Plastic is both a blessing and a curse. It has revolutionised the way we live for the better, but it also presents us with a big problem. Namely, what do we do with it and where does it go once we’re finished using it? Every toothbrush, drinking straw, Styrofoam clamshell and pen you’ve ever used is still on this earth — either in its original form, recycled into another product or slowly breaking down into tiny pieces called microplastics.

Plastic is everywhere, and by design, it’s made to last decades, if not hundreds of years. It’s incredibly useful, but it’s bad in terms of the waste created. The truth is we don’t know how long plastic lasts. Plastic has only been in circulation since 1907, and experts estimate that some plastics can last hundreds of years before they finally break down. And it keeps piling up in the strangest of ways like the Great Pacific garbage patch just floating in the middle of the ocean. 

How Long Does It Take for Plastic to Decompose? 

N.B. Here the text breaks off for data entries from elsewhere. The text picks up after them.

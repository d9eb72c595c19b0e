//! Mutations that create or delete LabBooks

use crate::context::RequestContext;
use crate::error::LabResult;
use crate::labbook::{FsLabBookLoader, LabBook};
use crate::remote::GitLabClient;
use std::sync::Arc;
use tracing::{info, Instrument};

/// Create `owner/name` and register it with the request cache
///
/// Fields resolved later in the same request read the new LabBook from the
/// cache and never go back to storage for it.
pub async fn create_labbook(
    ctx: &RequestContext<FsLabBookLoader>,
    loader: &FsLabBookLoader,
    owner: &str,
    name: &str,
    description: &str,
) -> LabResult<Arc<LabBook>> {
    let labbook = loader
        .create(ctx.username(), owner, name, description)
        .instrument(ctx.span())
        .await?;
    ctx.prime(labbook);
    ctx.labbook(owner, name).await
}

/// Delete `owner/name` from the remote server
///
/// Without `confirm` nothing is sent and `false` is returned.
pub async fn delete_remote_labbook(
    client: &GitLabClient,
    owner: &str,
    name: &str,
    confirm: bool,
) -> LabResult<bool> {
    if !confirm {
        info!("Dry run: would delete remote LabBook {}/{}", owner, name);
        return Ok(false);
    }

    client.delete_project(owner, name).await?;
    Ok(true)
}
//! Detection of interactive vs piped output

use std::io::IsTerminal;

/// Environment variables set by common CI systems
const CI_VARS: [&str; 8] = [
    "GITHUB_ACTIONS",
    "GITLAB_CI",
    "CIRCLECI",
    "TRAVIS",
    "JENKINS_URL",
    "BUILDKITE",
    "TEAMCITY_VERSION",
    "TF_BUILD",
];

/// How command output should be rendered
#[derive(Debug, Clone, Copy)]
pub struct UiContext {
    interactive: bool,
}

impl UiContext {
    /// Detect the current environment
    pub fn detect() -> Self {
        Self {
            interactive: Self::detect_interactive(),
        }
    }

    /// Plain output regardless of the terminal
    pub fn non_interactive() -> Self {
        Self { interactive: false }
    }

    pub fn is_interactive(&self) -> bool {
        self.interactive
    }

    /// Whether styled cliclack output should be used
    pub fn use_fancy_output(&self) -> bool {
        self.interactive
    }

    fn detect_interactive() -> bool {
        if !std::io::stdout().is_terminal() {
            return false;
        }
        if std::env::var("CI").is_ok() {
            return false;
        }
        !CI_VARS.iter().any(|var| std::env::var(var).is_ok())
    }
}

#[cfg(test)]
mod tests {
    use super::*;

    #[test]
    fn non_interactive_context() {
        let ctx = UiContext::non_interactive();
        assert!(!ctx.is_interactive());
        assert!(!ctx.use_fancy_output());
    }
}
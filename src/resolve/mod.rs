//! Resolver functions backing the API fields
//!
//! Each function validates its arguments, then calls into the cache, paging
//! and status layers. Results are plain data ready to be serialized.

mod environment;
mod listing;
mod mutation;

pub use environment::environment;
pub use listing::{local_labbooks, remote_labbooks};
pub use mutation::{create_labbook, delete_remote_labbook};
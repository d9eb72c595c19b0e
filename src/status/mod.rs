//! Derived environment status
//!
//! Image and container status are never stored; they are recomputed on every
//! query from the dispatcher's job records and a live runtime probe.

pub mod jobs;
mod reconcile;

pub use jobs::{FileJobSource, JobRecord, JobSource, JobStatus, BUILD_IMAGE_METHOD};
pub use reconcile::{
    container_status, image_status, ContainerStatus, EnvironmentStatus, ImageStatus,
    StatusReconciler,
};
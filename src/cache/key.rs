//! Composite identity of a backing object

use serde::{Deserialize, Serialize};
use std::fmt;

/// Identity of one LabBook as seen by one acting user
///
/// Equality and hashing are structural, so two keys built from the same
/// parts always address the same cache entry regardless of the characters
/// the parts contain.
#[derive(Debug, Clone, PartialEq, Eq, Hash, PartialOrd, Ord, Serialize, Deserialize)]
pub struct CacheKey {
    username: String,
    owner: String,
    name: String,
}

impl CacheKey {
    /// Create a key for `owner/name` loaded on behalf of `username`
    pub fn new(
        username: impl Into<String>,
        owner: impl Into<String>,
        name: impl Into<String>,
    ) -> Self {
        Self {
            username: username.into(),
            owner: owner.into(),
            name: name.into(),
        }
    }

    /// The acting user
    pub fn username(&self) -> &str {
        &self.username
    }

    /// The owner namespace
    pub fn owner(&self) -> &str {
        &self.owner
    }

    /// The LabBook name
    pub fn name(&self) -> &str {
        &self.name
    }

    /// Identifier used to associate background jobs, images and containers
    /// with this LabBook
    ///
    /// Parts are joined with `-`. Inside a part `_` is written as `__` and
    /// `-` as `_-`, so every bare `-` is a separator and distinct keys never
    /// share a correlation key.
    pub fn correlation_key(&self) -> String {
        format!(
            "{}-{}-{}",
            escape_part(&self.username),
            escape_part(&self.owner),
            escape_part(&self.name)
        )
    }
}

fn escape_part(part: &str) -> String {
    let mut escaped = String::with_capacity(part.len());
    for ch in part.chars() {
        if ch == '_' || ch == '-' {
            escaped.push('_');
        }
        escaped.push(ch);
    }
    escaped
}

impl fmt::Display for CacheKey {
    fn fmt(&self, f: &mut fmt::Formatter<'_>) -> fmt::Result {
        write!(f, "{}&{}&{}", self.username, self.owner, self.name)
    }
}

#[cfg(test)]
mod tests {
    use super::*;
    use std::collections::HashSet;

    #[test]
    fn correlation_key_format() {
        let key = CacheKey::new("alice", "bob", "demo");
        assert_eq!(key.correlation_key(), "alice-bob-demo");
        assert_eq!(key.to_string(), "alice&bob&demo");
    }

    #[test]
    fn separator_characters_do_not_collide() {
        // Both render to "a-b-c-d" when joined naively
        let first = CacheKey::new("a-b", "c", "d");
        let second = CacheKey::new("a", "b-c", "d");
        assert_ne!(first, second);

        let set: HashSet<_> = [first, second].into_iter().collect();
        assert_eq!(set.len(), 2);
    }

    #[test]
    fn hyphenated_names_keep_distinct_correlation_keys() {
        let keys = [
            CacheKey::new("alice", "a-b", "c"),
            CacheKey::new("alice", "a", "b-c"),
            CacheKey::new("alice-a", "b", "c"),
            CacheKey::new("alice", "a_", "-b"),
            CacheKey::new("alice", "a_-", "b"),
            CacheKey::new("alice", "a", "_-b"),
        ];

        let rendered: HashSet<_> = keys.iter().map(CacheKey::correlation_key).collect();
        assert_eq!(rendered.len(), keys.len());
        assert_eq!(keys[0].correlation_key(), "alice-a_-b-c");
        assert_eq!(keys[1].correlation_key(), "alice-a-b_-c");
    }

    #[test]
    fn underscores_are_escaped() {
        let key = CacheKey::new("alice", "my_team", "demo");
        assert_eq!(key.correlation_key(), "alice-my__team-demo");
    }
}
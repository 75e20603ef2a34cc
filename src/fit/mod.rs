//! Model fitting orchestration.
//!
//! Responsibilities:
//!
//! - fit a single model kind and score it (`fitter`)
//! - sweep polynomial degrees against a holdout sample (`selection`)
//! - decompose expected error into bias² and variance over replicates (`replicates`)

pub mod fitter;
pub mod replicates;
pub mod selection;

pub use fitter::*;
pub use replicates::*;
pub use selection::*;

Plastics can take anywhere from 20 to 500 years to decompose, depending on the material and structure. Additionally, how fast a plastic breaks down depends on sunlight exposure. Like our skin, plastics absorb ultraviolet (UV) radiation from the sun, which breaks down the molecules. This process is called photodegradation, and it’s why landfills often expose plastic waste to the sun to accelerate the breakdown process.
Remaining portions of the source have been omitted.